══ INFORMATION SHOWN ══

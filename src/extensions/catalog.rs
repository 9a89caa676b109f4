//! Statically declared extensions.

use std::collections::BTreeMap;

use crate::common::error::ExtensionError;
use crate::discord::commands::CommandSpec;
use crate::extensions::ping::PingExtension;

/// A unit bundling one or more command handlers.
pub trait Extension: Send + Sync {
    /// Identifier as it appears in the manifest (`extensions.ping`).
    fn name(&self) -> &'static str;

    /// Commands contributed when the extension is activated.
    fn commands(&self) -> Vec<CommandSpec>;
}

type Constructor = fn() -> Box<dyn Extension>;

/// Mapping from extension identifier to constructor.
pub struct Catalog {
    entries: BTreeMap<&'static str, Constructor>,
}

impl Catalog {
    /// Empty catalog.
    pub fn new() -> Self {
        Self {
            entries: BTreeMap::new(),
        }
    }

    /// Catalog of every extension shipped with the bot.
    pub fn builtin() -> Self {
        let mut catalog = Self::new();
        catalog.register(PingExtension::NAME, || Box::new(PingExtension));
        catalog
    }

    pub fn register(&mut self, id: &'static str, constructor: Constructor) {
        self.entries.insert(id, constructor);
    }

    /// Instantiate the extension registered under `id`.
    pub fn resolve(&self, id: &str) -> Result<Box<dyn Extension>, ExtensionError> {
        self.entries
            .get(id)
            .map(|constructor| constructor())
            .ok_or_else(|| ExtensionError::NotFound { id: id.to_string() })
    }

    /// Registered identifiers, sorted.
    pub fn identifiers(&self) -> impl Iterator<Item = &'static str> + '_ {
        self.entries.keys().copied()
    }
}

#[cfg(test)]
mod tests {
    use super::*;

    #[test]
    fn test_builtin_contains_ping() {
        let catalog = Catalog::builtin();
        assert_eq!(catalog.identifiers().collect::<Vec<_>>(), vec!["extensions.ping"]);

        let extension = catalog.resolve("extensions.ping").unwrap();
        assert_eq!(extension.name(), "extensions.ping");
        assert_eq!(extension.commands().len(), 1);
    }

    #[test]
    fn test_new_catalog_is_empty() {
        assert_eq!(Catalog::new().identifiers().count(), 0);
        assert!(Catalog::new().resolve("extensions.ping").is_err());
    }

    #[test]
    fn test_unknown_extension_fails() {
        let result = Catalog::builtin().resolve("extensions.music");
        assert!(matches!(result, Err(ExtensionError::NotFound { ref id }) if id == "extensions.music"));
    }
}
//! Validating admission for VlanNetwork resources
//!
//! The handler dispatches on the shape of the request: an object without an
//! old object is a creation, the reverse is a deletion, both present is an
//! update, neither is an internal error. The rules:
//!
//! - creation: at least one admissible node must remain after manager
//!   affinity exclusions, and the VLAN id must be unique,
//! - update: same node rule, and only `pools` may change,
//! - deletion: denied while any worker pod of the network is pending or
//!   running, listing them as `name@namespace`.

use std::sync::Arc;

use axum::{extract::State, Json};
use k8s_openapi::api::core::v1::{Node, Pod};
use kube::api::DynamicObject;
use kube::core::admission::{AdmissionRequest, AdmissionResponse, AdmissionReview};
use tracing::{error, info};

use super::WebhookState;
use crate::crd::VlanNetwork;
use crate::{Error, Result, HOSTNAME_LABEL};

/// Handle a validating admission review for VlanNetworks
pub async fn handler(
    State(state): State<Arc<WebhookState>>,
    Json(review): Json<AdmissionReview<VlanNetwork>>,
) -> Json<AdmissionReview<DynamicObject>> {
    let req: AdmissionRequest<VlanNetwork> = match review.try_into() {
        Ok(req) => req,
        Err(e) => {
            error!(error = %e, "failed to parse validating admission request");
            return Json(AdmissionResponse::invalid(e.to_string()).into_review());
        }
    };
    Json(validate(&state, &req).await.into_review())
}

async fn validate(state: &WebhookState, req: &AdmissionRequest<VlanNetwork>) -> AdmissionResponse {
    let outcome = match (&req.object, &req.old_object) {
        (Some(network), None) => validate_creation(state, network).await,
        (None, Some(network)) => validate_deletion(state, network).await,
        (Some(new), Some(old)) => validate_update(state, new, old).await,
        (None, None) => Err(Error::internal(
            "validating webhook received a request with neither object nor oldObject",
        )),
    };

    match outcome {
        Ok(()) => AdmissionResponse::from(req),
        Err(e) => {
            info!(reason = %e, "denying VlanNetwork admission");
            AdmissionResponse::from(req).deny(e.to_string())
        }
    }
}

async fn validate_creation(state: &WebhookState, network: &VlanNetwork) -> Result<()> {
    network.spec.validate()?;

    let nodes = state.store.list_nodes().await?;
    validate_minimum_nodes(&nodes, network)?;

    let networks = state.store.list_networks().await?;
    validate_unique_vlan(&networks, network)
}

async fn validate_update(
    state: &WebhookState,
    new: &VlanNetwork,
    old: &VlanNetwork,
) -> Result<()> {
    new.spec.validate()?;

    let nodes = state.store.list_nodes().await?;
    validate_minimum_nodes(&nodes, new)?;

    // Everything except pools is frozen after creation.
    let mut new_spec = new.spec.clone();
    let mut old_spec = old.spec.clone();
    new_spec.pools = vec![];
    old_spec.pools = vec![];
    if new_spec != old_spec {
        return Err(Error::validation(
            "The only field in spec that supports update is 'pools'.",
        ));
    }
    Ok(())
}

async fn validate_deletion(state: &WebhookState, network: &VlanNetwork) -> Result<()> {
    let name = network.metadata.name.clone().unwrap_or_default();
    let pods = state.store.list_worker_pods(&name).await?;
    validate_not_in_use(&pods)
}

/// Deny when manager affinity exclusions leave no node to run on
fn validate_minimum_nodes(nodes: &[Node], network: &VlanNetwork) -> Result<()> {
    let denial =
        || Error::validation("There are no available nodes (make sure you don't exclude all nodes)");

    if nodes.is_empty() {
        return Err(denial());
    }

    let Some(selector) = network
        .spec
        .manager_affinity
        .as_ref()
        .and_then(|a| a.node_affinity.as_ref())
        .and_then(|na| na.required_during_scheduling_ignored_during_execution.as_ref())
    else {
        return Ok(());
    };

    let admissible = nodes
        .iter()
        .filter(|node| {
            let name = node.metadata.name.as_deref().unwrap_or_default();
            let excluded = selector.node_selector_terms.iter().any(|term| {
                term.match_expressions
                    .as_deref()
                    .unwrap_or_default()
                    .iter()
                    .any(|expr| {
                        expr.key == HOSTNAME_LABEL
                            && expr.operator == "NotIn"
                            && expr
                                .values
                                .as_deref()
                                .unwrap_or_default()
                                .iter()
                                .any(|v| v == name)
                    })
            });
            !excluded
        })
        .count();

    if admissible == 0 {
        return Err(denial());
    }
    Ok(())
}

/// Deny when another network already claims the VLAN id
fn validate_unique_vlan(networks: &[VlanNetwork], network: &VlanNetwork) -> Result<()> {
    let name = network.metadata.name.as_deref().unwrap_or_default();
    for other in networks {
        let other_name = other.metadata.name.as_deref().unwrap_or_default();
        if other_name == name {
            continue;
        }
        if other.spec.vlan_id == network.spec.vlan_id {
            return Err(Error::validation(format!(
                "There exists a network with that VLAN ID: {other_name}"
            )));
        }
    }
    Ok(())
}

/// Deny while pending or running worker pods still reference the network
fn validate_not_in_use(pods: &[Pod]) -> Result<()> {
    let in_use: Vec<String> = pods
        .iter()
        .filter(|pod| {
            matches!(
                pod.status.as_ref().and_then(|s| s.phase.as_deref()),
                Some("Pending") | Some("Running")
            )
        })
        .map(|pod| {
            format!(
                "{}@{}",
                pod.metadata.name.as_deref().unwrap_or("?"),
                pod.metadata.namespace.as_deref().unwrap_or("?"),
            )
        })
        .collect();

    if !in_use.is_empty() {
        return Err(Error::validation(format!(
            "Network is still used by {} pods: {}",
            in_use.len(),
            in_use.join(", ")
        )));
    }
    Ok(())
}

#[cfg(test)]
mod tests {
    use super::*;
    use crate::config::OperatorConfig;
    use crate::crd::{VlanNetworkPool, VlanNetworkSpec};
    use crate::lock::NoopLock;
    use crate::store::MockStore;
    use k8s_openapi::api::core::v1::{
        Affinity, NodeAffinity, NodeSelector, NodeSelectorRequirement, NodeSelectorTerm,
        PodStatus,
    };
    use kube::api::ObjectMeta;

    fn state(store: MockStore) -> Arc<WebhookState> {
        Arc::new(WebhookState {
            store: Arc::new(store),
            locker: Arc::new(NoopLock),
            config: OperatorConfig::for_tests(),
        })
    }

    fn network(name: &str, vlan_id: u16) -> VlanNetwork {
        VlanNetwork::new(
            name,
            VlanNetworkSpec {
                vlan_id,
                pools: vec![VlanNetworkPool {
                    name: "p".into(),
                    description: String::new(),
                    addresses: vec!["10.0.0.2/24".into()],
                    routes: vec![],
                }],
                gateways: vec![],
                manager_affinity: None,
                mappings: vec![],
            },
        )
    }

    fn node(name: &str) -> Node {
        Node {
            metadata: ObjectMeta {
                name: Some(name.into()),
                ..Default::default()
            },
            ..Default::default()
        }
    }

    fn excluding_affinity(excluded: &[&str]) -> Affinity {
        Affinity {
            node_affinity: Some(NodeAffinity {
                required_during_scheduling_ignored_during_execution: Some(NodeSelector {
                    node_selector_terms: vec![NodeSelectorTerm {
                        match_expressions: Some(vec![NodeSelectorRequirement {
                            key: HOSTNAME_LABEL.into(),
                            operator: "NotIn".into(),
                            values: Some(excluded.iter().map(|s| s.to_string()).collect()),
                        }]),
                        ..Default::default()
                    }],
                }),
                ..Default::default()
            }),
            ..Default::default()
        }
    }

    fn worker_pod(name: &str, namespace: &str, phase: &str) -> Pod {
        Pod {
            metadata: ObjectMeta {
                name: Some(name.into()),
                namespace: Some(namespace.into()),
                ..Default::default()
            },
            status: Some(PodStatus {
                phase: Some(phase.into()),
                ..Default::default()
            }),
            ..Default::default()
        }
    }

    fn request(
        object: Option<&VlanNetwork>,
        old_object: Option<&VlanNetwork>,
        operation: &str,
    ) -> AdmissionRequest<VlanNetwork> {
        let review: AdmissionReview<VlanNetwork> =
            serde_json::from_value(serde_json::json!({
                "apiVersion": "admission.k8s.io/v1",
                "kind": "AdmissionReview",
                "request": {
                    "uid": "705ab4f5-6393-11e8-b7cc-42010a800002",
                    "kind": {"group": "vlanman.dialo.ai", "version": "v1", "kind": "VlanNetwork"},
                    "resource": {"group": "vlanman.dialo.ai", "version": "v1", "resource": "vlannetworks"},
                    "name": "n1",
                    "operation": operation,
                    "userInfo": {},
                    "object": object.map(|n| serde_json::to_value(n).unwrap()),
                    "oldObject": old_object.map(|n| serde_json::to_value(n).unwrap()),
                }
            }))
            .unwrap();
        review.try_into().unwrap()
    }

    #[tokio::test]
    async fn creation_with_a_fresh_vlan_id_is_allowed() {
        let mut store = MockStore::new();
        store
            .expect_list_nodes()
            .returning(|| Ok(vec![node("node-a")]));
        store
            .expect_list_networks()
            .returning(|| Ok(vec![network("a", 100)]));

        let new = network("b", 200);
        let response = validate(&state(store), &request(Some(&new), None, "CREATE")).await;
        assert!(response.allowed);
    }

    #[tokio::test]
    async fn duplicate_vlan_ids_are_denied() {
        let mut store = MockStore::new();
        store
            .expect_list_nodes()
            .returning(|| Ok(vec![node("node-a")]));
        store
            .expect_list_networks()
            .returning(|| Ok(vec![network("A", 100)]));

        let new = network("B", 100);
        let response = validate(&state(store), &request(Some(&new), None, "CREATE")).await;
        assert!(!response.allowed);
        assert!(response
            .result
            .message
            .contains("There exists a network with that VLAN ID: A"));
    }

    #[tokio::test]
    async fn creation_excluding_every_node_is_denied() {
        let mut store = MockStore::new();
        store
            .expect_list_nodes()
            .returning(|| Ok(vec![node("node-a"), node("node-b")]));
        store.expect_list_networks().returning(|| Ok(vec![]));

        let mut new = network("n1", 100);
        new.spec.manager_affinity = Some(excluding_affinity(&["node-a", "node-b"]));
        let response = validate(&state(store), &request(Some(&new), None, "CREATE")).await;
        assert!(!response.allowed);
        assert!(response.result.message.contains("There are no available nodes"));
    }

    #[tokio::test]
    async fn partial_exclusions_keep_creation_allowed() {
        let mut store = MockStore::new();
        store
            .expect_list_nodes()
            .returning(|| Ok(vec![node("node-a"), node("node-b")]));
        store.expect_list_networks().returning(|| Ok(vec![]));

        let mut new = network("n1", 100);
        new.spec.manager_affinity = Some(excluding_affinity(&["node-a"]));
        let response = validate(&state(store), &request(Some(&new), None, "CREATE")).await;
        assert!(response.allowed);
    }

    #[tokio::test]
    async fn updates_touching_more_than_pools_are_denied() {
        let mut store = MockStore::new();
        store
            .expect_list_nodes()
            .returning(|| Ok(vec![node("node-a")]));

        let old = network("n1", 100);
        let mut new = network("n1", 200);
        new.spec.pools.push(VlanNetworkPool {
            name: "extra".into(),
            description: String::new(),
            addresses: vec!["10.0.0.9/24".into()],
            routes: vec![],
        });
        let response = validate(&state(store), &request(Some(&new), Some(&old), "UPDATE")).await;
        assert!(!response.allowed);
        assert!(response
            .result
            .message
            .contains("The only field in spec that supports update is 'pools'."));
    }

    #[tokio::test]
    async fn pool_only_updates_are_allowed() {
        let mut store = MockStore::new();
        store
            .expect_list_nodes()
            .returning(|| Ok(vec![node("node-a")]));

        let old = network("n1", 100);
        let mut new = network("n1", 100);
        new.spec.pools[0].addresses.push("10.0.0.4/24".into());
        let response = validate(&state(store), &request(Some(&new), Some(&old), "UPDATE")).await;
        assert!(response.allowed);
    }

    #[tokio::test]
    async fn deletion_while_pods_run_is_denied_listing_them() {
        let mut store = MockStore::new();
        store
            .expect_list_worker_pods()
            .returning(|_| Ok(vec![worker_pod("q", "default", "Running")]));

        let doomed = network("n1", 100);
        let response = validate(&state(store), &request(None, Some(&doomed), "DELETE")).await;
        assert!(!response.allowed);
        assert!(response.result.message.contains("q@default"));
    }

    #[tokio::test]
    async fn deletion_with_only_finished_pods_is_allowed() {
        let mut store = MockStore::new();
        store
            .expect_list_worker_pods()
            .returning(|_| Ok(vec![worker_pod("q", "default", "Succeeded")]));

        let doomed = network("n1", 100);
        let response = validate(&state(store), &request(None, Some(&doomed), "DELETE")).await;
        assert!(response.allowed);
    }

    #[tokio::test]
    async fn shapeless_requests_are_denied_as_internal() {
        let response = validate(
            &state(MockStore::new()),
            &request(None, None, "CREATE"),
        )
        .await;
        assert!(!response.allowed);
        assert!(response.result.message.contains("Internal error"));
    }
}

═══

GOAL OF THE EXERCISE - The answer must consist of every line from the records above that holds "addresses".

SOLVED EXERCISE -
                    addresses: vec!["10.0.0.2/24".into()],
            addresses: vec!["10.0.0.9/24".into()],
        new.spec.pools[0].addresses.push("10.0.0.4/24".into());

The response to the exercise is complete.